You may be detecting the collision correctly, and just not doing enough about it.

First of all, the PVector direction doesn’t seem to be used anywhere in a meaningful way. You create it, and update it when a collision occurs, but it’s never used anywhere else.

Next, when a collision happens, you simply call alterPath(), which only modifies the velocity slightly. Perhaps you could make it do something more? Bounce, like in noEdges? Change color?

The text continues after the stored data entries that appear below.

//! Canonical serialization for signing and hashing
//!
//! Ensures a deterministic byte representation that any independent
//! implementation can reproduce. Fixed field order, big-endian integers,
//! one-byte presence markers for optional fields. JSON is never hashed.

use crate::crypto::hash_bytes;
use crate::types::{Block, Hash, TransactionRecord};

/// Canonical serializer
#[derive(Debug, Default)]
pub struct CanonicalSerializer {
    buffer: Vec<u8>,
}

impl CanonicalSerializer {
    /// Create new serializer
    pub fn new() -> Self {
        Self { buffer: Vec::new() }
    }

    /// Write raw bytes
    pub fn write_bytes(&mut self, bytes: &[u8]) {
        self.buffer.extend_from_slice(bytes);
    }

    /// Write u8
    pub fn write_u8(&mut self, n: u8) {
        self.buffer.push(n);
    }

    /// Write u64 (big-endian)
    pub fn write_u64(&mut self, n: u64) {
        self.write_bytes(&n.to_be_bytes());
    }

    /// Write i64 (big-endian)
    pub fn write_i64(&mut self, n: i64) {
        self.write_bytes(&n.to_be_bytes());
    }

    /// Write optional fixed-width bytes
    pub fn write_option_bytes(&mut self, opt: Option<&[u8]>) {
        match opt {
            Some(bytes) => {
                self.write_u8(1); // Present marker
                self.write_bytes(bytes);
            }
            None => self.write_u8(0), // Absent marker
        }
    }

    /// Finalize and return bytes
    pub fn finalize(self) -> Vec<u8> {
        self.buffer
    }

    /// Compute SHA-256 hash
    pub fn hash(self) -> Hash {
        hash_bytes(&self.buffer)
    }
}

impl TransactionRecord {
    /// Bytes covered by the sender's signature: `(from, to, amount)`
    pub fn signing_payload(&self) -> Vec<u8> {
        let mut ser = CanonicalSerializer::new();
        self.write_payload(&mut ser);
        ser.finalize()
    }

    fn write_payload(&self, ser: &mut CanonicalSerializer) {
        ser.write_option_bytes(self.from.as_ref().map(|id| id.as_bytes().as_slice()));
        ser.write_bytes(self.to.as_bytes());
        ser.write_u64(self.amount);
    }

    /// Full record encoding (payload plus signature) as committed in a block
    pub(crate) fn write_canonical(&self, ser: &mut CanonicalSerializer) {
        self.write_payload(ser);
        ser.write_option_bytes(self.signature.as_ref().map(|sig| sig.as_bytes().as_slice()));
    }
}

/// Canonical encoding of `(index, previous_hash, timestamp, transactions)`
///
/// The single source of the block hash input.
pub(crate) fn block_bytes(
    index: u64,
    previous_hash: &Hash,
    timestamp: i64,
    transactions: &[TransactionRecord],
) -> Vec<u8> {
    let mut ser = CanonicalSerializer::new();
    ser.write_u64(index);
    ser.write_bytes(previous_hash);
    ser.write_i64(timestamp);
    ser.write_u64(transactions.len() as u64);
    for tx in transactions {
        tx.write_canonical(&mut ser);
    }
    ser.finalize()
}

/// SHA-256 over [`block_bytes`]
pub(crate) fn block_hash(
    index: u64,
    previous_hash: &Hash,
    timestamp: i64,
    transactions: &[TransactionRecord],
) -> Hash {
    hash_bytes(&block_bytes(index, previous_hash, timestamp, transactions))
}

impl Block {
    /// Canonical bytes of the hashed fields
    pub fn canonical_bytes(&self) -> Vec<u8> {
        block_bytes(
            self.index(),
            self.previous_hash(),
            self.timestamp(),
            self.transactions(),
        )
    }
}

#[cfg(test)]
mod tests {
    use super::*;
    use crate::types::{Identity, Signature};

    #[test]
    fn test_payload_layout() {
        let from = Identity::from_bytes([1u8; 32]);
        let to = Identity::from_bytes([2u8; 32]);
        let tx = TransactionRecord::transfer(from, to, 30);

        let payload = tx.signing_payload();
        assert_eq!(payload.len(), 1 + 32 + 32 + 8);
        assert_eq!(payload[0], 1);
        assert_eq!(&payload[1..33], &[1u8; 32]);
        assert_eq!(&payload[33..65], &[2u8; 32]);
        assert_eq!(&payload[65..], &30u64.to_be_bytes());
    }

    #[test]
    fn test_issuance_payload_has_absent_marker() {
        let tx = TransactionRecord::issuance(Identity::from_bytes([2u8; 32]), 100);
        let payload = tx.signing_payload();
        assert_eq!(payload.len(), 1 + 32 + 8);
        assert_eq!(payload[0], 0);
    }

    #[test]
    fn test_signature_excluded_from_payload_but_hashed() {
        let from = Identity::from_bytes([1u8; 32]);
        let to = Identity::from_bytes([2u8; 32]);
        let unsigned = TransactionRecord::transfer(from, to, 5);
        let mut signed = unsigned.clone();
        signed.signature = Some(Signature::from_bytes([9u8; 64]));

        assert_eq!(unsigned.signing_payload(), signed.signing_payload());

        let prev = [0u8; 32];
        assert_ne!(
            block_hash(1, &prev, 10, &[unsigned]),
            block_hash(1, &prev, 10, &[signed])
        );
    }

    #[test]
    fn test_block_layout() {
        let tx = TransactionRecord::issuance(Identity::from_bytes([3u8; 32]), 42);
        let block = Block::new(7, 1_700_000_000_000, vec![tx.clone(), tx], [5u8; 32]);
        let bytes = block.canonical_bytes();

        assert_eq!(&bytes[..8], &7u64.to_be_bytes());
        assert_eq!(&bytes[8..40], &[5u8; 32]);
        assert_eq!(&bytes[40..48], &1_700_000_000_000i64.to_be_bytes());
        assert_eq!(&bytes[48..56], &2u64.to_be_bytes());
        // Two issuances: absent sender, recipient, amount, absent signature
        assert_eq!(bytes.len(), 56 + 2 * (1 + 32 + 8 + 1));
    }

    #[test]
    fn test_block_hash_matches_canonical_bytes() {
        let tx = TransactionRecord::issuance(Identity::from_bytes([3u8; 32]), 42);
        let block = Block::new(0, 1_700_000_000_000, vec![tx], [0u8; 32]);
        assert_eq!(block.hash(), &hash_bytes(&block.canonical_bytes()));
    }
}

Also, you have a collided boolean, and it’s got a value that does change when a collision happens, but, again, it’s never used for anything else.

1 Like

Thanks for the speedy reply.
I followed your advice and made the result of the collision more obvious by changing the stroke color and also implemented direction reversal like in noEdges.

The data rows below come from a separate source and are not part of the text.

//! Registry of identities recognised by admission control

use crate::crypto::validate_public_key;
use crate::types::Identity;
use crate::Result;
use std::collections::{BTreeMap, HashMap};

/// Labelled set of known identities
#[derive(Debug, Clone, Default)]
pub struct IdentityRegistry {
    by_label: BTreeMap<String, Identity>,

    /// Reverse index, kept in step with `by_label`
    by_identity: HashMap<Identity, String>,
}

impl IdentityRegistry {
    /// Empty registry
    pub fn new() -> Self {
        Self::default()
    }

    /// Register `identity` under `label`
    ///
    /// Labels and keys pair one to one: a label gets the new key and a key
    /// moves off any label it held before.
    pub fn register(&mut self, label: impl Into<String>, identity: Identity) -> Result<()> {
        validate_public_key(&identity)?;
        let label = label.into();

        if let Some(previous) = self.by_label.insert(label.clone(), identity) {
            if previous != identity {
                tracing::warn!(%label, old = %previous.short(), new = %identity.short(), "Identity key replaced");
                self.by_identity.remove(&previous);
            }
        } else {
            tracing::debug!(%label, identity = %identity.short(), "Identity registered");
        }

        // A key moving to a new label leaves its old label behind
        if let Some(old_label) = self.by_identity.insert(identity, label.clone()) {
            if old_label != label {
                self.by_label.remove(&old_label);
            }
        }

        Ok(())
    }

    /// Known identity?
    pub fn contains(&self, identity: &Identity) -> bool {
        self.by_identity.contains_key(identity)
    }

    /// Identity registered under `label`
    pub fn lookup(&self, label: &str) -> Option<Identity> {
        self.by_label.get(label).copied()
    }

    /// Label for `identity`
    pub fn label_of(&self, identity: &Identity) -> Option<&str> {
        self.by_identity.get(identity).map(String::as_str)
    }

    /// Number of registered labels
    pub fn len(&self) -> usize {
        self.by_label.len()
    }

    /// No identities registered
    pub fn is_empty(&self) -> bool {
        self.by_label.is_empty()
    }

    /// `(label, identity)` pairs in label order
    pub fn iter(&self) -> impl Iterator<Item = (&str, Identity)> {
        self.by_label.iter().map(|(label, id)| (label.as_str(), *id))
    }
}

#[cfg(test)]
mod tests {
    use super::*;
    use crate::crypto::KeyPair;

    #[test]
    fn test_register_and_lookup() {
        let alice = KeyPair::development("Alice").identity();
        let mut registry = IdentityRegistry::new();
        registry.register("Alice", alice).unwrap();

        assert!(registry.contains(&alice));
        assert_eq!(registry.lookup("Alice"), Some(alice));
        assert_eq!(registry.label_of(&alice), Some("Alice"));
        assert_eq!(registry.len(), 1);
    }

    #[test]
    fn test_reregister_replaces_key() {
        let old = KeyPair::generate().identity();
        let new = KeyPair::generate().identity();
        let mut registry = IdentityRegistry::new();
        registry.register("Carol", old).unwrap();
        registry.register("Carol", new).unwrap();

        assert!(!registry.contains(&old));
        assert!(registry.contains(&new));
        assert_eq!(registry.len(), 1);
    }

    #[test]
    fn test_key_moved_to_new_label() {
        let dave = KeyPair::generate().identity();
        let mut registry = IdentityRegistry::new();
        registry.register("Dave", dave).unwrap();
        registry.register("David", dave).unwrap();

        assert_eq!(registry.label_of(&dave), Some("David"));
        assert_eq!(registry.lookup("Dave"), None);
        assert_eq!(registry.len(), 1);
    }

    #[test]
    fn test_reregister_clears_reverse_index() {
        let old = KeyPair::generate().identity();
        let new = KeyPair::generate().identity();
        let mut registry = IdentityRegistry::new();
        registry.register("Carol", old).unwrap();
        registry.register("Carol", new).unwrap();

        assert_eq!(registry.label_of(&old), None);
        assert_eq!(registry.label_of(&new), Some("Carol"));
    }

    #[test]
    fn test_unknown_identity() {
        let registry = IdentityRegistry::new();
        assert!(registry.is_empty());
        assert!(!registry.contains(&KeyPair::generate().identity()));
        assert_eq!(registry.lookup("Nobody"), None);
    }
}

I also edited the for loop in a way that I thought may stop it from checking the current state - against its past state - in the exact same frame when being saved to the array… Hope that makes sense.

  // check if current xy pos will collide with any previous xy pos
  void collisionDetect() {
    if ( millis() / 1000 > 2) {
      for (int i = 100; i < drawn.size(); i++) {
        if (dist(location.x, location.y, drawn.get(i-90).x, drawn.get(i-90).y) < 40) {

          alterPath();
          collided = true;
        }
      }
    }
  }

  // random path variation
  void alterPath() {
    velocity.x = velocity.x * -1;
    stroke(random(255), random(255), random(255));
  }

So you were right in that the collision was working, but it seems to work only some of the time. In the picture below you can see the wiggly vertical lines are drawn because the ellipse is bouncing away from its closest wall. However, later when it crosses over from the left, it crosses over the other lines without reversing the direction. Any further ideas?

Is it possible that at a certain point the ArrayList itself runs into trouble?
ie is this a problem thats related to time running too long - and then yielding a different result from the algorithm?

I didn’t have time to read your code completely.

But it reminded me of this example: Non-orthogonal Collision with Multiple Ground Segments / Examples / Processing.org (three tabs)

Please note that the ground (in your case that would be the older line you want to check your new line against) consists of small line segments. Because of that the ball (orb, equivalent to your new line) can bounce in different angles.

I think in your code it’s possible in rare cases that your new line moves through the older line (a glitch when the points are too far apart). It would help if you store it as line segments like in the example above. Then you can also make a better bouncing.